A !Splunk Core Certified Power User has a basic understanding of SPL searching and reporting commands and can create knowledge objects, use field aliases and calculated fields, create tags and event types, use macros, create workflow actions and data models, and normalize data with the Common Information Model in either the Splunk Enterprise or Splunk Cloud platforms. This foundational, entry-level certification demonstrates an individual's foundational competence of Splunk’s core software.
A !Splunk Core Certified Advanced Power User has greater depth of knowledge and skills in complex searching and reporting commands, advanced use cases of knowledge objects, and best practices for building dashboards and forms. This certification demonstrates an individual’s ability to generate complex searches, reports, and dashboards with Splunk’s core software to get the most out of their data.
A !Splunk Cloud Certified Admin manages and configures details for Splunk Cloud, including data inputs and forwarder configuration, data management, user accounts, and basic monitoring and problem isolation. This certification demonstrates an individual's ability to support the day-to-day administration and health of a Splunk Cloud environment.

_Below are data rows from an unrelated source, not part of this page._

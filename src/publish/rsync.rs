use super::{Publisher, Summary};
use crate::errors::*;
use crate::exec;
use async_trait::async_trait;
use std::ffi::OsString;
use std::path::Path;
use std::time::Duration;
use tokio::process::Command;
use tokio::time;

pub const RETRY_DELAY: Duration = Duration::from_secs(10);
pub const SSH: &str = "ssh -o StrictHostKeyChecking=no";

#[derive(Debug)]
pub struct Rsync {
    pub remote: String,
    pub retries: usize,
    pub delete: bool,
}

/// Make sure rsync copies the contents of a directory, not the directory itself
fn with_trailing_slash(path: &str) -> String {
    if path.ends_with('/') {
        path.to_string()
    } else {
        format!("{path}/")
    }
}

impl Rsync {
    pub fn command<S: Into<OsString>, D: Into<OsString>>(&self, src: S, dest: D) -> Command {
        let mut cmd = Command::new("rsync");
        cmd.args(["--progress", "-e", SSH, "-avhz"]);
        if self.delete {
            cmd.arg("--delete");
        }
        cmd.arg(src.into()).arg(dest.into());
        cmd
    }

    async fn run_with_retries(&self, mut make: impl FnMut() -> Command) -> Result<()> {
        let attempts = self.retries.max(1);
        let mut attempt = 1;
        loop {
            match exec::run(&mut make()).await {
                Ok(()) => return Ok(()),
                Err(err) if attempt < attempts => {
                    warn!("rsync failed (attempt {attempt}/{attempts}), retrying in {RETRY_DELAY:?}: {err:#}");
                    time::sleep(RETRY_DELAY).await;
                    attempt += 1;
                }
                Err(err) => return Err(err),
            }
        }
    }
}

#[async_trait]
impl Publisher for Rsync {
    async fn fetch(&self, repo: &Path) -> Result<()> {
        let dest = with_trailing_slash(&repo.to_string_lossy());
        let src = with_trailing_slash(&self.remote);
        tokio::fs::create_dir_all(repo).await?;
        self.run_with_retries(|| self.command(&src, &dest)).await
    }

    async fn publish(&self, repo: &Path) -> Result<Summary> {
        let src = with_trailing_slash(&repo.to_string_lossy());
        let dest = self.remote.clone();
        self.run_with_retries(|| self.command(&src, &dest)).await?;
        // rsync reports its own transfer statistics
        Ok(Summary::default())
    }
}

#[cfg(test)]
mod tests {
    use super::*;

    #[test]
    fn test_rsync_command() {
        let rsync = Rsync {
            remote: "retorquere@frs.sourceforge.net:/home/frs/project/zotero-deb/".to_string(),
            retries: 5,
            delete: true,
        };
        let cmd = rsync.command("repo/", &rsync.remote);
        assert_eq!(
            exec::display(&cmd),
            "rsync --progress -e 'ssh -o StrictHostKeyChecking=no' -avhz --delete repo/ retorquere@frs.sourceforge.net:/home/frs/project/zotero-deb/"
        );
    }

    #[test]
    fn test_trailing_slash() {
        assert_eq!(with_trailing_slash("repo"), "repo/");
        assert_eq!(with_trailing_slash("repo/"), "repo/");
    }
}
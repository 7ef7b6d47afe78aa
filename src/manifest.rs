//! Manifest (`package.json`) model: declared package manager and engines.

use anyhow::{Context, Result};
use semver::{Op, Version, VersionReq};
use serde::Deserialize;
use std::collections::BTreeMap;
use std::path::Path;

use crate::pm::PackageManager;
use crate::runtime::Runtime;

pub const MANIFEST_NAME: &str = "package.json";

/// The manifest fields relevant to tool-version resolution.
///
/// Everything else in `package.json` is ignored on deserialization.
#[derive(Debug, Clone, Default, Deserialize, PartialEq)]
pub struct Manifest {
    /// `"packageManager": "yarn@3.2.1"` or `"packageManager": "yarn"`
    #[serde(default, rename = "packageManager")]
    pub package_manager: Option<String>,
    /// `"engines": { "npm": "^8.1.0", ... }` — tool name to range string.
    #[serde(default)]
    pub engines: BTreeMap<String, String>,
}

/// A `packageManager` entry naming a specific tool.
#[derive(Debug, Clone, PartialEq)]
pub struct DeclaredTool {
    pub tool: PackageManager,
    /// Present for `tool@X.Y.Z`, absent for a bare `tool`.
    pub version: Option<Version>,
}

impl Manifest {
    pub fn parse(json: &str) -> Result<Self> {
        serde_json::from_str(json).context("Failed to parse manifest JSON")
    }

    /// Load `package.json` from `dir`. A missing manifest is not an error;
    /// resolution then runs on lockfiles and defaults alone.
    pub fn load(runtime: &dyn Runtime, dir: &Path) -> Result<Self> {
        let path = dir.join(MANIFEST_NAME);
        if !runtime.exists(&path) {
            return Ok(Manifest::default());
        }
        let raw = runtime.read_to_string(&path)?;
        Self::parse(&raw)
    }

    /// The `packageManager` entry, if it names `tool`.
    ///
    /// Entries naming a different tool, or that fail to parse, are not a
    /// declaration for `tool`.
    pub fn declared(&self, tool: PackageManager) -> Option<DeclaredTool> {
        let raw = self.package_manager.as_deref()?;
        let (name, version) = match raw.split_once('@') {
            Some((name, version)) => (name, Some(version)),
            None => (raw, None),
        };
        if name != tool.name() {
            return None;
        }
        match version {
            // Build metadata (corepack hash suffixes like `+sha224.abc`) is
            // accepted by the semver parser and kept verbatim.
            Some(v) => Version::parse(v).ok().map(|version| DeclaredTool {
                tool,
                version: Some(version),
            }),
            None => Some(DeclaredTool { tool, version: None }),
        }
    }

    /// The concrete version the `engines` entry for `tool` pins, if any.
    ///
    /// An exact version string is used as-is. For a range, the first
    /// comparator yields a version only when it pins major.minor.patch
    /// (`=1.2.3`, `^1.2.3`, `~1.2.3`, `>=1.2.3`); looser ranges pin nothing.
    pub fn engine_version(&self, tool: PackageManager) -> Option<Version> {
        let range = self.engines.get(tool.name())?;

        if let Ok(version) = Version::parse(range.trim()) {
            return Some(version);
        }

        let req = VersionReq::parse(range).ok()?;
        let comparator = req.comparators.first()?;
        match comparator.op {
            Op::Exact | Op::Caret | Op::Tilde | Op::GreaterEq => {
                let minor = comparator.minor?;
                let patch = comparator.patch?;
                let mut version = Version::new(comparator.major, minor, patch);
                version.pre = comparator.pre.clone();
                Some(version)
            }
            _ => None,
        }
    }
}
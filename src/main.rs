use anyhow::Result;
use clap::Parser;
use depup::exec::RealCommandRunner;
use depup::job::JobFile;
use depup::lockfile::LockfileSet;
use depup::manifest::Manifest;
use depup::pm::PackageManager;
use depup::runtime::RealRuntime;
use depup::setup::ToolInstaller;
use std::path::PathBuf;

/// depup - package-manager helpers for dependency updates
///
/// Resolves which npm/yarn/pnpm version a repository expects, installs and
/// configures that tool, and validates update-job descriptions.
#[derive(Parser, Debug)]
#[command(author, version = env!("DEPUP_VERSION"), about)]
struct Cli {
    #[command(subcommand)]
    command: Commands,
}

#[derive(clap::Subcommand, Debug)]
enum Commands {
    /// Resolve the expected version of a package manager
    Resolve(ResolveArgs),

    /// Install and configure the resolved package manager
    Setup(SetupArgs),

    /// Parse and validate an update-job file
    Job(JobArgs),
}

#[derive(clap::Args, Debug)]
struct ResolveArgs {
    /// Package manager to resolve
    #[arg(long, value_name = "TOOL")]
    tool: PackageManagerArg,

    /// Repository directory (also via DEPUP_DIR)
    #[arg(value_name = "DIR", env = "DEPUP_DIR", default_value = ".")]
    dir: PathBuf,
}

#[derive(clap::Args, Debug)]
struct SetupArgs {
    /// Package manager to set up
    #[arg(long, value_name = "TOOL")]
    tool: PackageManagerArg,

    /// Repository directory (also via DEPUP_DIR)
    #[arg(value_name = "DIR", env = "DEPUP_DIR", default_value = ".")]
    dir: PathBuf,

    /// Allow yarn berry to run postinstall scripts (only in a sandbox)
    #[arg(long)]
    allow_scripts: bool,
}

#[derive(clap::Args, Debug)]
struct JobArgs {
    /// Path to the job JSON file
    #[arg(value_name = "FILE")]
    file: PathBuf,
}

#[derive(Debug, Clone, Copy, clap::ValueEnum)]
enum PackageManagerArg {
    Npm,
    Yarn,
    Pnpm,
}

impl From<PackageManagerArg> for PackageManager {
    fn from(arg: PackageManagerArg) -> Self {
        match arg {
            PackageManagerArg::Npm => PackageManager::Npm,
            PackageManagerArg::Yarn => PackageManager::Yarn,
            PackageManagerArg::Pnpm => PackageManager::Pnpm,
        }
    }
}

fn main() -> Result<()> {
    env_logger::Builder::from_env(env_logger::Env::default().default_filter_or("warn")).init();
    let cli = Cli::parse();
    let runtime = RealRuntime;

    match cli.command {
        Commands::Resolve(args) => {
            let manifest = Manifest::load(&runtime, &args.dir)?;
            let lockfiles = LockfileSet::load(&runtime, &args.dir)?;
            let resolved = depup::resolver::resolve(&manifest, &lockfiles, args.tool.into())?;
            println!("{}", resolved);
        }
        Commands::Setup(args) => {
            let runner = RealCommandRunner;
            let mut installer = ToolInstaller::new(&runtime, &runner);
            let resolved = installer.setup(&args.dir, args.tool.into(), args.allow_scripts)?;
            println!("{}", resolved);
        }
        Commands::Job(args) => {
            let job = JobFile::load(&runtime, &args.file)?.job;
            println!("{} {}", job.package_manager, job.source.repo);
        }
    }
    Ok(())
}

A !Splunk Enterprise Certified Admin manages various components of Splunk Enterprise on a daily basis, including license management, indexers and search heads, configuration, monitoring, and getting data into Splunk. This foundational, moderate-level certification, designed for Enterprise administrators, demonstrates an individual's ability to support the day-to-day administration and health of a Splunk Enterprise environment
A !Splunk Enterprise Certified Architect has a thorough understanding of Splunk Deployment Methodology and best-practices for planning, data collection, and sizing for a distributed deployment and is able to manage and troubleshoot a standard distributed deployment with indexer and search head clustering.
This highly technical certification, designed for Enterprise architects, demonstrates an individual's ability to deploy, manage, and troubleshoot complex Splunk Enterprise environments.
We also offer app-specific certifications for many of our most popular Splunk add-ons.
A !Splunk Certified Enterprise Security Admin manages a Splunk Enterprise Security environment, including ES event processing and normalization, deployment requirements, technology add-ons, settings, risk analysis settings, threat intelligence and protocol intelligence configuration, and customizations.
This app-specific certification, designed for Splunk Enterprise Security administrators, demonstrates an individual's ability to install, configure, and manage a Splunk Enterprise Security deployment.
A !Splunk IT Service Intelligence Certified Admin is able to search, use fields, create alerts, use look-ups, and create basic statistical reports and dashboards in either the Splunk Enterprise or Splunk Cloud platforms. This foundational, entry-level certification demonstrates an individual's basic ability to navigate and use Splunk software.
A !Splunk SOAR Certified Automation Developer installs, configures, and uses SOAR servers and plans, designs, creates, and debugs basic playbooks for Splunk SOAR. These highly skilled individuals are proficient in complex SOAR solution development, and can integrate SOAR with Splunk as well as develop playbooks requiring custom coding and REST API usage.
This certification demonstrates an individual's knowledge and skills in installing and configuring a SOAR server and integrating it with Splunk, as well as planning, designing, creating, and debugging playbooks.
Formerly referred to as Splunk Phantom Certified Admin
A !Splunk Certified Developer builds apps using the Splunk Web Framework. This certification, specifically designed for developers on the Splunk platform, demonstrates an individual's expertise in drilldowns, advanced behaviors and visualizations, planning, creating, and packaging apps, and REST endpoints.